## EXERCISE DIRECTIONS
Return, exactly as written, every line from the first line of the data below through the line that contains "impl<'de> Visitor<'de> for".
[DATA PROVIDED]
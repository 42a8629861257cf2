//! The `platform → [url, ...]` mapping that drives a batch run.
//!
//! The file is a single JSON object:
//!
//! ```json
//! {
//!   "amazon": ["https://www.amazon.com/dp/B0C1234567"],
//!   "jumia": ["https://www.jumia.com.ng/smartphones/"]
//! }
//! ```
//!
//! Key order is significant: the batch visits platforms in file order and
//! URLs in list order, so the mapping is kept as an ordered list rather than
//! a hash map. Keys stay raw strings; unknown identifiers are reported by the
//! scraper, not rejected here.

use std::fmt;
use std::path::Path;

use serde::de::{MapAccess, Visitor};
use serde::{Deserialize, Deserializer};

use crate::ConfigError;

/// URLs configured for one platform key.
#[derive(Debug, Clone, PartialEq, Eq)]
pub struct PlatformUrls {
    pub platform: String,
    pub urls: Vec<String>,
}

/// Ordered mapping of platform identifier to the URLs to visit.
#[derive(Debug, Clone, Default, PartialEq, Eq)]
pub struct ProductUrls {
    entries: Vec<PlatformUrls>,
}

impl ProductUrls {
    #[must_use]
    pub fn new(entries: Vec<PlatformUrls>) -> Self {
        Self { entries }
    }

    pub fn iter(&self) -> impl Iterator<Item = &PlatformUrls> {
        self.entries.iter()
    }

    /// Total number of URLs across all platforms.
    #[must_use]
    pub fn url_count(&self) -> usize {
        self.entries.iter().map(|e| e.urls.len()).sum()
    }

    #[must_use]
    pub fn is_empty(&self) -> bool {
        self.url_count() == 0
    }
}

impl<'de> Deserialize<'de> for ProductUrls {
    fn deserialize<D>(deserializer: D) -> Result<Self, D::Error>
    where
        D: Deserializer<'de>,
    {
        struct OrderedVisitor;

        impl<'de> Visitor<'de> for OrderedVisitor {
            type Value = ProductUrls;

            fn expecting(&self, f: &mut fmt::Formatter<'_>) -> fmt::Result {
                f.write_str("an object mapping platform names to URL lists")
            }

            fn visit_map<A>(self, mut map: A) -> Result<Self::Value, A::Error>
            where
                A: MapAccess<'de>,
            {
                let mut entries = Vec::with_capacity(map.size_hint().unwrap_or(0));
                while let Some((platform, urls)) = map.next_entry::<String, Vec<String>>()? {
                    entries.push(PlatformUrls { platform, urls });
                }
                Ok(ProductUrls { entries })
            }
        }

        deserializer.deserialize_map(OrderedVisitor)
    }
}

/// Load the URL mapping from a JSON file.
///
/// # Errors
///
/// Returns [`ConfigError::ProductsFileIo`] if the file cannot be read and
/// [`ConfigError::ProductsFileParse`] if it is not a valid mapping.
pub fn load_product_urls(path: &Path) -> Result<ProductUrls, ConfigError> {
    let content = std::fs::read_to_string(path).map_err(|e| ConfigError::ProductsFileIo {
        path: path.display().to_string(),
        source: e,
    })?;

    serde_json::from_str(&content).map_err(|e| ConfigError::ProductsFileParse {
        path: path.display().to_string(),
        source: e,
    })
}

/// Like [`load_product_urls`], but a missing or malformed file yields an
/// empty mapping so the batch runs with zero work instead of failing.
#[must_use]
pub fn load_product_urls_or_empty(path: &Path) -> ProductUrls {
    match load_product_urls(path) {
        Ok(urls) => urls,
        Err(e) => {
            tracing::error!(error = %e, "products configuration unavailable; nothing to scrape");
            ProductUrls::default()
        }
    }
}

#[cfg(test)]
mod tests {
    use tempfile::TempDir;

    use super::*;

    fn temp_file(dir: &TempDir, name: &str, content: &str) -> std::path::PathBuf {
        let path = dir.path().join(name);
        std::fs::write(&path, content).unwrap();
        path
    }

    #[test]
    fn preserves_platform_and_url_order() {
        let json = r#"{
            "jumia": ["https://j/1", "https://j/2"],
            "amazon": ["https://a/1"],
            "ebay": []
        }"#;
        let urls: ProductUrls = serde_json::from_str(json).unwrap();
        let platforms: Vec<&str> = urls.iter().map(|e| e.platform.as_str()).collect();
        assert_eq!(platforms, ["jumia", "amazon", "ebay"]);
        assert_eq!(urls.iter().next().unwrap().urls, ["https://j/1", "https://j/2"]);
        assert_eq!(urls.url_count(), 3);
    }

    #[test]
    fn keeps_unknown_platform_keys() {
        let urls: ProductUrls = serde_json::from_str(r#"{"walmart": ["https://w/1"]}"#).unwrap();
        assert_eq!(urls.iter().next().unwrap().platform, "walmart");
    }

    #[test]
    fn rejects_non_object_json() {
        assert!(serde_json::from_str::<ProductUrls>(r#"["https://a/1"]"#).is_err());
    }

    #[test]
    fn load_reads_file() {
        let dir = tempfile::tempdir().unwrap();
        let json = r#"{"ebay": ["https://www.ebay.com/itm/1"]}"#;
        let path = temp_file(&dir, "products.json", json);
        let urls = load_product_urls(&path).unwrap();
        assert_eq!(urls.url_count(), 1);
    }

    #[test]
    fn load_missing_file_is_io_error() {
        let dir = tempfile::tempdir().unwrap();
        let path = dir.path().join("missing.json");
        let err = load_product_urls(&path).unwrap_err();
        assert!(matches!(err, ConfigError::ProductsFileIo { .. }));
    }

    #[test]
    fn load_or_empty_swallows_missing_file() {
        let dir = tempfile::tempdir().unwrap();
        let path = dir.path().join("missing.json");
        assert!(load_product_urls_or_empty(&path).is_empty());
    }

    #[test]
    fn load_or_empty_swallows_malformed_json() {
        let dir = tempfile::tempdir().unwrap();
        let path = temp_file(&dir, "products.json", "{ not json");
        assert!(matches!(
            load_product_urls(&path),
            Err(ConfigError::ProductsFileParse { .. })
        ));
        assert!(load_product_urls_or_empty(&path).is_empty());
    }
}
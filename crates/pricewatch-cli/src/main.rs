mod export;
mod report;
mod schedule;
mod scrape;

use std::path::PathBuf;

use clap::{CommandFactory, Parser, Subcommand};
use tracing_subscriber::EnvFilter;

#[derive(Debug, Parser)]
#[command(name = "pricewatch")]
#[command(about = "Track product prices across e-commerce storefronts")]
struct Cli {
    #[command(subcommand)]
    command: Option<Commands>,
}

#[derive(Debug, Subcommand)]
enum Commands {
    /// Scrape every configured URL once and export the results
    Scrape {
        /// Products file mapping platform names to URL lists
        #[arg(long)]
        products: Option<PathBuf>,

        /// Show the browser window instead of running headless
        #[arg(long)]
        headed: bool,

        /// Skip writing JSON exports and history
        #[arg(long)]
        no_export: bool,
    },
    /// Summarise an exported record file per platform
    Report {
        /// Exported JSON file (defaults to the latest export)
        #[arg(long)]
        input: Option<PathBuf>,
    },
    /// Scrape now, then again on a cron schedule until interrupted
    Schedule {
        /// Six-field cron expression, e.g. "0 0 9 * * *"
        #[arg(long)]
        cron: Option<String>,
    },
}

#[tokio::main]
async fn main() -> anyhow::Result<()> {
    let cli = Cli::parse();

    let mut config = pricewatch_core::load_app_config()?;
    let env_filter = EnvFilter::try_from_default_env()
        .or_else(|_| EnvFilter::try_new(config.log_level.clone()))?;
    tracing_subscriber::fmt().with_env_filter(env_filter).init();

    match cli.command {
        Some(Commands::Scrape {
            products,
            headed,
            no_export,
        }) => {
            if let Some(path) = products {
                config.products_path = path;
            }
            if headed {
                config.headless = false;
            }
            scrape::run_scrape(&config, !no_export).await?;
        }
        Some(Commands::Report { input }) => report::run_report(&config, input.as_deref())?,
        Some(Commands::Schedule { cron }) => {
            if let Some(expr) = cron {
                config.schedule_cron = expr;
            }
            schedule::run_schedule(config).await?;
        }
        None => Cli::command().print_help()?,
    }

    Ok(())
}

#[cfg(test)]
mod tests;
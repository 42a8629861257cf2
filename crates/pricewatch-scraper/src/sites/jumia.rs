use pricewatch_core::{Platform, DEFAULT_DISCOUNT, DEFAULT_REVIEWS, NOT_FOUND};

use super::{ProductRules, SearchRules, SiteProfile};
use crate::extract::{FieldRule, Refine, Strategy};

pub(super) const PROFILE: SiteProfile = SiteProfile {
    platform: Platform::Jumia,
    product_markers: &["/catalog/", "/product/"],
    title_wait: "h1.-fs20.-pts.-pbxs",
    product: ProductRules {
        title: FieldRule {
            name: "title",
            strategies: &[Strategy::text("h1.-fs20.-pts.-pbxs")],
            sentinel: NOT_FOUND,
        },
        price: FieldRule {
            name: "price",
            strategies: &[Strategy::text("span.-b.-ltr.-tal.-fs24")],
            sentinel: NOT_FOUND,
        },
        discount: FieldRule {
            name: "discount",
            strategies: &[
                Strategy::text("span.bdg._dsct._dyn.-mls"),
                Strategy::text("span.bdg._dsct"),
            ],
            sentinel: DEFAULT_DISCOUNT,
        },
        // The filled star bar carries the rating as an inline width.
        rating: FieldRule {
            name: "rating",
            strategies: &[
                Strategy::attr("div.stars._m._al", "style").then(Refine::StarWidth),
                Strategy::attr("div.stars._m._al div.in", "style").then(Refine::StarWidth),
            ],
            sentinel: NOT_FOUND,
        },
        reviews: FieldRule {
            name: "reviews",
            strategies: &[Strategy::text("a.-plxs._more").then(Refine::LeadingCount)],
            sentinel: DEFAULT_REVIEWS,
        },
    },
    search: SearchRules {
        item: "article.prd",
        link: &[Strategy::attr("a.core", "href")],
        title: FieldRule {
            name: "title",
            strategies: &[Strategy::text("h3.name"), Strategy::text(".name")],
            sentinel: NOT_FOUND,
        },
        price: FieldRule {
            name: "price",
            strategies: &[Strategy::text("div.prc")],
            sentinel: NOT_FOUND,
        },
        rating: FieldRule {
            name: "rating",
            strategies: &[
                Strategy::attr("div.stars._s div.in", "style").then(Refine::StarWidth),
                Strategy::text("div.stars._s").then(Refine::FirstToken),
            ],
            sentinel: NOT_FOUND,
        },
        reviews: FieldRule {
            name: "reviews",
            strategies: &[Strategy::text("div.rev").then(Refine::ParenCount)],
            sentinel: DEFAULT_REVIEWS,
        },
    },
};
pub mod batch;
pub mod classify;
pub mod error;
pub mod extract;
pub mod normalize;
pub mod session;
pub mod site;
pub mod sites;

pub use batch::{BatchRunner, BatchSummary};
pub use classify::{classify, PageKind};
pub use error::ScraperError;
pub use normalize::{
    normalize_record, parse_discount, parse_price, parse_rating, parse_reviews, RecordMetrics,
};
pub use session::{BrowserOptions, PageSession, WebDriverSession};
pub use site::{PageScrape, ScrapeOptions, SiteScraper};
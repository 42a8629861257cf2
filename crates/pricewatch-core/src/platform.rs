use std::str::FromStr;

use serde::{Deserialize, Serialize};

use crate::CoreError;

/// E-commerce sites the scraper knows how to read.
#[derive(Debug, Clone, Copy, PartialEq, Eq, Hash, Serialize, Deserialize)]
#[serde(rename_all = "lowercase")]
pub enum Platform {
    Amazon,
    Ebay,
    Aliexpress,
    Jumia,
}

impl Platform {
    pub const ALL: [Platform; 4] = [
        Platform::Amazon,
        Platform::Ebay,
        Platform::Aliexpress,
        Platform::Jumia,
    ];

    /// Lowercase identifier used in configuration files and exported records.
    #[must_use]
    pub fn as_str(self) -> &'static str {
        match self {
            Platform::Amazon => "amazon",
            Platform::Ebay => "ebay",
            Platform::Aliexpress => "aliexpress",
            Platform::Jumia => "jumia",
        }
    }
}

impl std::fmt::Display for Platform {
    fn fmt(&self, f: &mut std::fmt::Formatter<'_>) -> std::fmt::Result {
        f.write_str(self.as_str())
    }
}

impl FromStr for Platform {
    type Err = CoreError;

    /// Matches configuration keys exactly; `"Amazon"` is not `"amazon"`.
    fn from_str(s: &str) -> Result<Self, Self::Err> {
        Platform::ALL
            .into_iter()
            .find(|p| p.as_str() == s)
            .ok_or_else(|| CoreError::UnknownPlatform(s.to_string()))
    }
}
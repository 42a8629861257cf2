use chrono::{TimeZone, Utc};
use pricewatch_core::{Platform, ScrapedProduct, DEFAULT_DISCOUNT, DEFAULT_REVIEWS, NOT_FOUND};

use super::*;

// -----------------------------------------------------------------------
// parse_price
// -----------------------------------------------------------------------

#[test]
fn price_strips_currency_and_grouping() {
    assert_eq!(parse_price("$1,299.99"), Some(1299.99));
    assert_eq!(parse_price("US $389.00"), Some(389.0));
    assert_eq!(parse_price("₦ 145,000"), Some(145_000.0));
}

#[test]
fn price_sentinel_and_empty_are_none() {
    assert_eq!(parse_price("Not Found"), None);
    assert_eq!(parse_price(""), None);
    assert_eq!(parse_price("   "), None);
}

#[test]
fn price_without_digits_is_none() {
    assert_eq!(parse_price("See price in cart"), None);
}

#[test]
fn price_with_two_decimal_points_is_none() {
    assert_eq!(parse_price("$10.00 - $12.50"), None);
}

// -----------------------------------------------------------------------
// parse_discount
// -----------------------------------------------------------------------

#[test]
fn discount_takes_first_digit_run() {
    assert!((parse_discount("10% OFF") - 10.0).abs() < f64::EPSILON);
    assert!((parse_discount("-17%") - 17.0).abs() < f64::EPSILON);
}

#[test]
fn discount_defaults_to_zero() {
    assert!(parse_discount("Not Found").abs() < f64::EPSILON);
    assert!(parse_discount("").abs() < f64::EPSILON);
    assert!(parse_discount("Sale").abs() < f64::EPSILON);
    assert!(parse_discount("0%").abs() < f64::EPSILON);
}

// -----------------------------------------------------------------------
// parse_rating / parse_reviews
// -----------------------------------------------------------------------

#[test]
fn rating_reads_first_decimal() {
    assert_eq!(parse_rating("4.5"), Some(4.5));
    assert_eq!(parse_rating("4.0"), Some(4.0));
    assert_eq!(parse_rating("4 out of 5"), Some(4.0));
    assert_eq!(parse_rating("Not Found"), None);
}

#[test]
fn reviews_remove_group_separators() {
    assert_eq!(parse_reviews("1,234"), 1234);
    assert_eq!(parse_reviews("12,345 ratings"), 12_345);
    assert_eq!(parse_reviews("87"), 87);
    assert_eq!(parse_reviews("0"), 0);
    assert_eq!(parse_reviews(""), 0);
}

// -----------------------------------------------------------------------
// normalize_record
// -----------------------------------------------------------------------

#[test]
fn normalize_record_leaves_record_untouched() {
    let record = ScrapedProduct {
        platform: Platform::Jumia,
        title: "Tecno Spark 10".to_string(),
        url: "https://www.jumia.com.ng/tecno.html".to_string(),
        price: "₦ 145,000".to_string(),
        discount: "-18%".to_string(),
        rating: "4.3".to_string(),
        reviews: "312".to_string(),
    }
    .stamp(Utc.with_ymd_and_hms(2024, 5, 1, 9, 0, 0).unwrap());
    let before = record.clone();

    let metrics = normalize_record(&record);

    assert_eq!(
        metrics,
        RecordMetrics {
            price: Some(145_000.0),
            discount_pct: 18.0,
            rating: Some(4.3),
            reviews: 312,
        }
    );
    assert_eq!(record, before);
}

#[test]
fn normalize_record_with_sentinels() {
    let record = ScrapedProduct {
        platform: Platform::Ebay,
        title: NOT_FOUND.to_string(),
        url: "https://www.ebay.com/itm/1".to_string(),
        price: NOT_FOUND.to_string(),
        discount: DEFAULT_DISCOUNT.to_string(),
        rating: NOT_FOUND.to_string(),
        reviews: DEFAULT_REVIEWS.to_string(),
    }
    .stamp(Utc::now());
    let metrics = normalize_record(&record);
    assert_eq!(metrics.price, None);
    assert_eq!(metrics.rating, None);
    assert_eq!(metrics.reviews, 0);
    assert!(metrics.discount_pct.abs() < f64::EPSILON);
}
//! Sequential batch over every configured URL.

use chrono::Utc;
use pricewatch_core::{ProductRecord, ProductUrls};

use crate::session::PageSession;
use crate::site::SiteScraper;

/// Outcome counts for one batch, logged at the end of [`BatchRunner::run`].
#[derive(Debug, Clone, Copy, Default, PartialEq, Eq)]
pub struct BatchSummary {
    pub urls: usize,
    pub records: usize,
    pub failed: usize,
}

#[derive(Debug, Clone, Default)]
pub struct BatchRunner {
    scraper: SiteScraper,
}

impl BatchRunner {
    #[must_use]
    pub fn new(scraper: SiteScraper) -> Self {
        Self { scraper }
    }

    /// Scrapes every URL in configuration order and returns the accumulated
    /// records.
    ///
    /// A URL that yields nothing, or whose scrape panics, is logged and
    /// skipped. The session is released once after the last URL whatever
    /// happened before.
    pub async fn run<S: PageSession>(&self, session: S, urls: &ProductUrls) -> Vec<ProductRecord> {
        let (records, _) = self.run_with_summary(session, urls).await;
        records
    }

    /// [`run`](Self::run), also returning the outcome counts.
    pub async fn run_with_summary<S: PageSession>(
        &self,
        mut session: S,
        urls: &ProductUrls,
    ) -> (Vec<ProductRecord>, BatchSummary) {
        let mut records = Vec::new();
        let mut summary = BatchSummary::default();

        tracing::info!(urls = urls.url_count(), "starting batch");

        for entry in urls.iter() {
            for url in &entry.urls {
                summary.urls += 1;
                let platform = entry.platform.as_str();
                match self.scraper.scrape_url(&mut session, url, platform).await {
                    Some(page) => {
                        let scraped_at = Utc::now();
                        let products = page.into_products();
                        tracing::info!(platform, url = %url, records = products.len(), "scraped");
                        records.extend(products.into_iter().map(|p| p.stamp(scraped_at)));
                    }
                    None => {
                        summary.failed += 1;
                        tracing::warn!(platform, url = %url, "no data returned");
                    }
                }
            }
        }

        if let Err(e) = session.release().await {
            tracing::warn!(error = %e, "browser session did not shut down cleanly");
        }

        summary.records = records.len();
        tracing::info!(
            urls = summary.urls,
            records = summary.records,
            failed = summary.failed,
            "batch complete"
        );
        (records, summary)
    }
}
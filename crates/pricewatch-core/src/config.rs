use crate::app_config::AppConfig;
use crate::ConfigError;

/// Load application configuration from environment variables.
///
/// Calls `dotenvy::dotenv().ok()` to load `.env` files before reading env vars.
///
/// # Errors
///
/// Returns `ConfigError` if a value is present but invalid.
pub fn load_app_config() -> Result<AppConfig, ConfigError> {
    dotenvy::dotenv().ok();
    load_app_config_from_env()
}

/// Load application configuration from environment variables already in the process.
///
/// Unlike [`load_app_config`], this does NOT load `.env` files.
///
/// # Errors
///
/// Returns `ConfigError` if a value is present but invalid.
pub fn load_app_config_from_env() -> Result<AppConfig, ConfigError> {
    build_app_config(|key| std::env::var(key))
}

/// Build application configuration using the provided env-var lookup function.
///
/// Every variable is optional; the lookup is injected so tests can use a
/// plain `HashMap` instead of mutating the process environment.
fn build_app_config<F>(lookup: F) -> Result<AppConfig, ConfigError>
where
    F: Fn(&str) -> Result<String, std::env::VarError>,
{
    use std::path::PathBuf;

    let or_default = |var: &str, default: &str| -> String {
        lookup(var).unwrap_or_else(|_| default.to_string())
    };

    let invalid = |var: &str, reason: String| ConfigError::InvalidEnvVar {
        var: var.to_string(),
        reason,
    };

    let parse_u64 = |var: &str, default: &str| -> Result<u64, ConfigError> {
        or_default(var, default)
            .parse::<u64>()
            .map_err(|e| invalid(var, e.to_string()))
    };

    let parse_usize = |var: &str, default: &str| -> Result<usize, ConfigError> {
        or_default(var, default)
            .parse::<usize>()
            .map_err(|e| invalid(var, e.to_string()))
    };

    let log_level = or_default("PRICEWATCH_LOG_LEVEL", "info");
    let products_path = PathBuf::from(or_default(
        "PRICEWATCH_PRODUCTS_PATH",
        "./config/products.json",
    ));
    let data_dir = PathBuf::from(or_default("PRICEWATCH_DATA_DIR", "./data"));
    let webdriver_url = or_default("PRICEWATCH_WEBDRIVER_URL", "http://localhost:9515");
    let headless = parse_bool(&or_default("PRICEWATCH_HEADLESS", "true"))
        .ok_or_else(|| invalid("PRICEWATCH_HEADLESS", "expected true or false".to_string()))?;
    let user_agent = lookup("PRICEWATCH_USER_AGENT")
        .ok()
        .filter(|s| !s.trim().is_empty());

    let settle_delay_ms = parse_u64("PRICEWATCH_SETTLE_DELAY_MS", "3000")?;
    let element_wait_secs = parse_u64("PRICEWATCH_ELEMENT_WAIT_SECS", "10")?;
    let search_result_limit = parse_usize("PRICEWATCH_SEARCH_RESULT_LIMIT", "10")?;
    if search_result_limit == 0 {
        return Err(invalid(
            "PRICEWATCH_SEARCH_RESULT_LIMIT",
            "must be at least 1".to_string(),
        ));
    }
    let schedule_cron = or_default("PRICEWATCH_SCHEDULE_CRON", "0 0 9 * * *");

    Ok(AppConfig {
        log_level,
        products_path,
        data_dir,
        webdriver_url,
        headless,
        user_agent,
        settle_delay_ms,
        element_wait_secs,
        search_result_limit,
        schedule_cron,
    })
}

/// Accepts the usual spellings of a boolean flag.
fn parse_bool(raw: &str) -> Option<bool> {
    match raw.trim().to_ascii_lowercase().as_str() {
        "1" | "true" | "yes" | "on" => Some(true),
        "0" | "false" | "no" | "off" => Some(false),
        _ => None,
    }
}

#[cfg(test)]
#[path = "config_test.rs"]
mod tests;
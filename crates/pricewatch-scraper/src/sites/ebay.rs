use pricewatch_core::{Platform, DEFAULT_DISCOUNT, DEFAULT_REVIEWS, NOT_FOUND};

use super::{ProductRules, SearchRules, SiteProfile};
use crate::extract::{FieldRule, Refine, Strategy};

pub(super) const PROFILE: SiteProfile = SiteProfile {
    platform: Platform::Ebay,
    product_markers: &["/itm/"],
    title_wait: "h1.x-item-title__mainTitle",
    product: ProductRules {
        title: FieldRule {
            name: "title",
            strategies: &[
                Strategy::text("h1.x-item-title__mainTitle"),
                Strategy::text("h1#itemTitle").then(Refine::StripPrefix("Details about")),
            ],
            sentinel: NOT_FOUND,
        },
        price: FieldRule {
            name: "price",
            strategies: &[Strategy::text("div.x-price-primary"), Strategy::text("span#prcIsum")],
            sentinel: NOT_FOUND,
        },
        // Listings do not expose a markdown percentage.
        discount: FieldRule {
            name: "discount",
            strategies: &[],
            sentinel: DEFAULT_DISCOUNT,
        },
        rating: FieldRule {
            name: "rating",
            strategies: &[Strategy::text("div.x-seller-rating").then(Refine::FirstToken)],
            sentinel: NOT_FOUND,
        },
        reviews: FieldRule {
            name: "reviews",
            strategies: &[Strategy::text("span#si-fb").then(Refine::LeadingCount)],
            sentinel: DEFAULT_REVIEWS,
        },
    },
    search: SearchRules {
        item: "li.s-item",
        link: &[Strategy::attr("a.s-item__link", "href")],
        title: FieldRule {
            name: "title",
            strategies: &[
                Strategy::text(".s-item__title span[role='heading']"),
                Strategy::text(".s-item__title"),
            ],
            sentinel: NOT_FOUND,
        },
        price: FieldRule {
            name: "price",
            strategies: &[Strategy::text(".s-item__price")],
            sentinel: NOT_FOUND,
        },
        rating: FieldRule {
            name: "rating",
            strategies: &[Strategy::text(".x-star-rating span.clipped").then(Refine::FirstToken)],
            sentinel: NOT_FOUND,
        },
        reviews: FieldRule {
            name: "reviews",
            strategies: &[Strategy::text(".s-item__reviews-count span").then(Refine::LeadingCount)],
            sentinel: DEFAULT_REVIEWS,
        },
    },
};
[/DATA PROVIDED]
## YOUR RESPONSE
repository 42a8629861257cf2
//! The `platform → [url, ...]` mapping that drives a batch run.
//!
//! The file is a single JSON object:
//!
//! ```json
//! {
//!   "amazon": ["https://www.amazon.com/dp/B0C1234567"],
//!   "jumia": ["https://www.jumia.com.ng/smartphones/"]
//! }
//! ```
//!
//! Key order is significant: the batch visits platforms in file order and
//! URLs in list order, so the mapping is kept as an ordered list rather than
//! a hash map. Keys stay raw strings; unknown identifiers are reported by the
//! scraper, not rejected here.

use std::fmt;
use std::path::Path;

use serde::de::{MapAccess, Visitor};
use serde::{Deserialize, Deserializer};

use crate::ConfigError;

/// URLs configured for one platform key.
#[derive(Debug, Clone, PartialEq, Eq)]
pub struct PlatformUrls {
    pub platform: String,
    pub urls: Vec<String>,
}

/// Ordered mapping of platform identifier to the URLs to visit.
#[derive(Debug, Clone, Default, PartialEq, Eq)]
pub struct ProductUrls {
    entries: Vec<PlatformUrls>,
}

impl ProductUrls {
    #[must_use]
    pub fn new(entries: Vec<PlatformUrls>) -> Self {
        Self { entries }
    }

    pub fn iter(&self) -> impl Iterator<Item = &PlatformUrls> {
        self.entries.iter()
    }

    /// Total number of URLs across all platforms.
    #[must_use]
    pub fn url_count(&self) -> usize {
        self.entries.iter().map(|e| e.urls.len()).sum()
    }

    #[must_use]
    pub fn is_empty(&self) -> bool {
        self.url_count() == 0
    }
}

impl<'de> Deserialize<'de> for ProductUrls {
    fn deserialize<D>(deserializer: D) -> Result<Self, D::Error>
    where
        D: Deserializer<'de>,
    {
        struct OrderedVisitor;

        impl<'de> Visitor<'de> for OrderedVisitor {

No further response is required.